By working through the 74 Archetypes below with surrender, you will learn more about yourself and how best to give and utilise what you were born with, including how to best manage and choose the right relationships suitable for you. Through practice you will also become better at identifying traits in others with greater clarity.
Every one of us is touched by the Addict archetype. The only question is how much of our lives is consumed by it. Besides the usual suspects--drugs, alcohol, food, and sex--one can be addicted to work, sports, television, exercise, computer games, spiritual practice, negative attitudes, and the kinds of thrills that bring on adrenaline rushes.
In its positive aspect, this archetype helps you recognize when an outside substance, habit, relationship, or any expression of life has more authority over your will power than does your inner spirit. Confronting addiction and breaking the hold that a pattern or substance has on you can impart great strength to your psyche.
Discovering the empowerment that comes with perseverance has a lifelong impact, becoming a reference point for what you are able to accomplish. In the words of one former alcoholic, "I know now that if I can quit drinking, I can do anything."
The shadow Addict compromises your integrity and honesty. Many addicts, for example, steal as a means of supporting their habit.

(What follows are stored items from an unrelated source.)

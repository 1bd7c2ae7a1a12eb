//! CLI entry and dispatch.

use std::io;

use anyhow::Result;
use clap::Parser;
use ted_core::config::Config;
use ted_core::repl::{self, ReaderSource};
use ted_core::store::DirStore;

mod commands;

#[derive(Parser)]
#[command(name = "ted")]
#[command(version = "0.2")]
#[command(about = "TED interactive multi-file text editor")]
struct Cli {
    #[command(subcommand)]
    command: Option<Commands>,

    /// Files to open (missing files are created as new empty documents)
    #[arg(value_name = "FILES")]
    files: Vec<String>,

    /// Root directory for file operations (default: current directory)
    #[arg(long, default_value = ".")]
    root: String,
}

#[derive(clap::Subcommand)]
enum Commands {
    /// Manage configuration
    Config {
        #[command(subcommand)]
        command: ConfigCommands,
    },
}

#[derive(clap::Subcommand)]
enum ConfigCommands {
    /// Print the path to the config file
    Path,
    /// Create a config file with the default template
    Init,
}

pub fn run() -> Result<()> {
    let cli = Cli::parse();

    match cli.command {
        Some(Commands::Config { command }) => match command {
            ConfigCommands::Path => {
                commands::config::path();
                Ok(())
            }
            ConfigCommands::Init => commands::config::init(),
        },
        None => edit(&cli),
    }
}

/// Default mode: open the given files and run the interactive loop over
/// stdin/stdout.
fn edit(cli: &Cli) -> Result<()> {
    let config = Config::load()?;
    let stdin = io::stdin();
    let mut input = ReaderSource::new(stdin.lock());
    let stdout = io::stdout();
    let mut out = stdout.lock();
    repl::run(
        DirStore::new(cli.root.as_str()),
        &cli.files,
        &config,
        &mut input,
        &mut out,
    )
}
//! The interactive command loop.
//!
//! Drives a `Session` from a line source (stdin in the CLI, scripted lines in
//! tests) and writes every display line to a generic writer. The loop blocks
//! on each input line; end-of-input behaves like `exit`.

use std::io::{BufRead, Write};

use anyhow::{Result, bail};

use crate::command::Command;
use crate::config::Config;
use crate::session::Session;
use crate::store::FileStore;

/// Command-source collaborator: one line of input per call, `None` at
/// end-of-input.
pub trait LineSource {
    fn next_line(&mut self) -> Option<String>;
}

/// Line source over any buffered reader.
pub struct ReaderSource<R: BufRead> {
    inner: R,
}

impl<R: BufRead> ReaderSource<R> {
    pub fn new(inner: R) -> Self {
        Self { inner }
    }
}

impl<R: BufRead> LineSource for ReaderSource<R> {
    fn next_line(&mut self) -> Option<String> {
        let mut line = String::new();
        match self.inner.read_line(&mut line) {
            Ok(0) | Err(_) => None,
            Ok(_) => {
                while line.ends_with('\n') || line.ends_with('\r') {
                    line.pop();
                }
                Some(line)
            }
        }
    }
}

/// Runs a full editing session over `files`.
///
/// With no files given, one filename is read interactively. Returns once the
/// user exits (or input ends), after the unsaved-changes check.
pub fn run<S, I, W>(
    store: S,
    files: &[String],
    config: &Config,
    input: &mut I,
    out: &mut W,
) -> Result<()>
where
    S: FileStore,
    I: LineSource,
    W: Write,
{
    let mut names = files.to_vec();
    if names.is_empty() {
        writeln!(out, "No file specified, create a new one:")?;
        write!(out, "Filename: ")?;
        out.flush()?;
        let Some(name) = input.next_line() else {
            bail!("no filename provided");
        };
        names.push(name);
    }

    let (mut session, lines) = Session::open(store, &names, config.history_limit);
    for line in &lines {
        writeln!(out, "{line}")?;
    }

    loop {
        write!(out, "\n[{}]> ", session.active_name())?;
        out.flush()?;

        let Some(line) = input.next_line() else {
            // End of input acts as an implicit exit.
            writeln!(out)?;
            break;
        };
        let cmd = Command::parse(&line);
        if cmd == Command::Exit {
            break;
        }
        for line in session.execute(cmd) {
            writeln!(out, "{line}")?;
        }
    }

    confirm_unsaved(&mut session, config, input, out)?;
    writeln!(out, "Goodbye!")?;
    Ok(())
}

/// Exit-time unsaved-changes check: lists dirty files and offers one y/n
/// save-all prompt. Declining (or end-of-input) discards nothing but writes
/// nothing either.
fn confirm_unsaved<S, I, W>(
    session: &mut Session<S>,
    config: &Config,
    input: &mut I,
    out: &mut W,
) -> Result<()>
where
    S: FileStore,
    I: LineSource,
    W: Write,
{
    let dirty = session.dirty_names();
    if dirty.is_empty() || !config.confirm_save_on_exit {
        return Ok(());
    }

    writeln!(out, "Warning: unsaved changes in:")?;
    for name in &dirty {
        writeln!(out, "  {name}")?;
    }
    write!(out, "Save before exiting? (y/n): ")?;
    out.flush()?;

    if let Some(answer) = input.next_line()
        && answer.trim().eq_ignore_ascii_case("y")
    {
        for line in session.save_all() {
            writeln!(out, "{line}")?;
        }
    }
    Ok(())
}
//! CLI command handlers.

pub mod config;
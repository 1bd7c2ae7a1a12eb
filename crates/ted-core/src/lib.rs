//! Core TED library (session state machine, command parsing, file store, config).

pub mod command;
pub mod config;
pub mod document;
pub mod repl;
pub mod session;
pub mod store;
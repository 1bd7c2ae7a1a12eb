//! One open file's in-memory state.
//!
//! A `Document` tracks the editable buffer, the content as last read from or
//! written to disk (for dirty detection), and a bounded history of buffer
//! snapshots for undo.

use std::collections::VecDeque;

/// Default number of undo snapshots retained per document.
pub const DEFAULT_HISTORY_LIMIT: usize = 10;

/// An open file: buffer, saved snapshot, undo history.
#[derive(Debug, Clone)]
pub struct Document {
    name: String,
    buffer: String,
    /// Content as last loaded or saved. `buffer != original` means dirty.
    original: String,
    /// Past buffer states, oldest first. Never empty; the oldest entry is
    /// never popped, so undo bottoms out instead of losing the document.
    history: VecDeque<String>,
    history_limit: usize,
}

impl Document {
    /// Creates a document from loaded content (or empty for a new file).
    ///
    /// The initial content seeds the buffer, the saved snapshot, and the
    /// one-element history, so a freshly opened document is clean.
    pub fn new(name: impl Into<String>, content: impl Into<String>, history_limit: usize) -> Self {
        let content = content.into();
        let mut history = VecDeque::with_capacity(history_limit.max(1));
        history.push_back(content.clone());
        Self {
            name: name.into(),
            buffer: content.clone(),
            original: content,
            history,
            history_limit: history_limit.max(1),
        }
    }

    pub fn name(&self) -> &str {
        &self.name
    }

    pub fn content(&self) -> &str {
        &self.buffer
    }

    /// Whether the buffer differs from the last loaded/saved content.
    pub fn is_dirty(&self) -> bool {
        self.buffer != self.original
    }

    /// Appends `text` to the buffer as a new line.
    ///
    /// The pre-write buffer is pushed onto the history first (evicting the
    /// oldest snapshot at capacity), so each `undo` steps back exactly one
    /// write. An empty buffer becomes `text` itself; otherwise `text` is
    /// joined with a newline separator.
    pub fn append(&mut self, text: &str) {
        self.history.push_back(self.buffer.clone());
        while self.history.len() > self.history_limit {
            self.history.pop_front();
        }
        if self.buffer.is_empty() {
            self.buffer.push_str(text);
        } else {
            self.buffer.push('\n');
            self.buffer.push_str(text);
        }
    }

    /// Reverts the buffer to the most recent pre-write snapshot.
    ///
    /// Pops one history entry per call, so repeated undos walk back one write
    /// at a time. Returns `false` when only the oldest snapshot remains; that
    /// entry is never popped, so the history never drops below one.
    pub fn undo(&mut self) -> bool {
        if self.history.len() <= 1 {
            return false;
        }
        if let Some(prev) = self.history.pop_back() {
            self.buffer = prev;
        }
        true
    }

    /// Marks the current buffer as persisted.
    pub fn mark_saved(&mut self) {
        self.original = self.buffer.clone();
    }

    pub fn history_len(&self) -> usize {
        self.history.len()
    }

    pub fn line_count(&self) -> usize {
        self.buffer.lines().count()
    }

    pub fn char_count(&self) -> usize {
        self.buffer.chars().count()
    }

    pub fn byte_count(&self) -> usize {
        self.buffer.len()
    }

    pub fn word_count(&self) -> usize {
        self.buffer.split_whitespace().count()
    }
}

#[cfg(test)]
mod tests {
    use super::*;

    #[test]
    fn test_new_document_is_clean() {
        let doc = Document::new("a.txt", "hello", DEFAULT_HISTORY_LIMIT);
        assert!(!doc.is_dirty());
        assert_eq!(doc.history_len(), 1);
    }

    #[test]
    fn test_append_joins_with_newline() {
        let mut doc = Document::new("a.txt", "", DEFAULT_HISTORY_LIMIT);
        doc.append("Hello");
        assert_eq!(doc.content(), "Hello");
        doc.append("World");
        assert_eq!(doc.content(), "Hello\nWorld");
        assert_eq!(doc.line_count(), 2);
        assert!(doc.is_dirty());
    }

    #[test]
    fn test_undo_steps_back_one_write_at_a_time() {
        let mut doc = Document::new("a.txt", "", DEFAULT_HISTORY_LIMIT);
        doc.append("Hello");
        doc.append("World");
        assert!(doc.undo());
        assert_eq!(doc.content(), "Hello");
        assert!(doc.undo());
        assert_eq!(doc.content(), "");
        // Initial snapshot is terminal.
        assert!(!doc.undo());
        assert_eq!(doc.content(), "");
        assert_eq!(doc.history_len(), 1);
    }

    #[test]
    fn test_history_is_bounded_fifo() {
        let mut doc = Document::new("a.txt", "", DEFAULT_HISTORY_LIMIT);
        for i in 0..25 {
            doc.append(&format!("line {i}"));
            assert!(doc.history_len() <= DEFAULT_HISTORY_LIMIT);
        }
        assert_eq!(doc.history_len(), DEFAULT_HISTORY_LIMIT);
        // Only the last 9 writes are undoable; the chain bottoms out at the
        // oldest retained snapshot, which ends with "line 15".
        let mut undos = 0;
        while doc.undo() {
            undos += 1;
        }
        assert_eq!(undos, DEFAULT_HISTORY_LIMIT - 1);
        assert!(doc.content().ends_with("line 15"));
        assert_eq!(doc.history_len(), 1);
    }

    #[test]
    fn test_mark_saved_clears_dirty_until_next_write() {
        let mut doc = Document::new("a.txt", "x", DEFAULT_HISTORY_LIMIT);
        doc.append("y");
        assert!(doc.is_dirty());
        doc.mark_saved();
        assert!(!doc.is_dirty());
        doc.append("z");
        assert!(doc.is_dirty());
    }

    #[test]
    fn test_counters() {
        let doc = Document::new("a.txt", "one two\nthree", DEFAULT_HISTORY_LIMIT);
        assert_eq!(doc.line_count(), 2);
        assert_eq!(doc.char_count(), 13);
        assert_eq!(doc.byte_count(), 13);
        assert_eq!(doc.word_count(), 3);
    }
}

From a symbolic perspective, the shadow aspect of the Addict represents a struggle with will power and the absence of self-control. People who are extremely intellectual or emotional frequently have a close link to this archetype, because they struggle to balance these powers. Without this internal balance, the will may give up its power to an external substance that exerts authority, providing shadow order to your life.
In evaluating your connection to the Addict, review how many of your life's challenges concern an external substance or a consistent, domineering pattern of trying to maintain order in your life. Although that challenge is a part of all of our lives, the degree to which an addiction controls you and your lifestyle determines whether the Addict is part of your intimate family of twelve. For instance, you can be inconsistent in your exercise program yet quite disciplined in your spiritual practice. Needing a substance or practice or person so intensely or regularly that you compromise relationships, finances, integrity, character, or emotional and psychological well-being, however, indicates that you should look very seriously at this archetype as a possible choice.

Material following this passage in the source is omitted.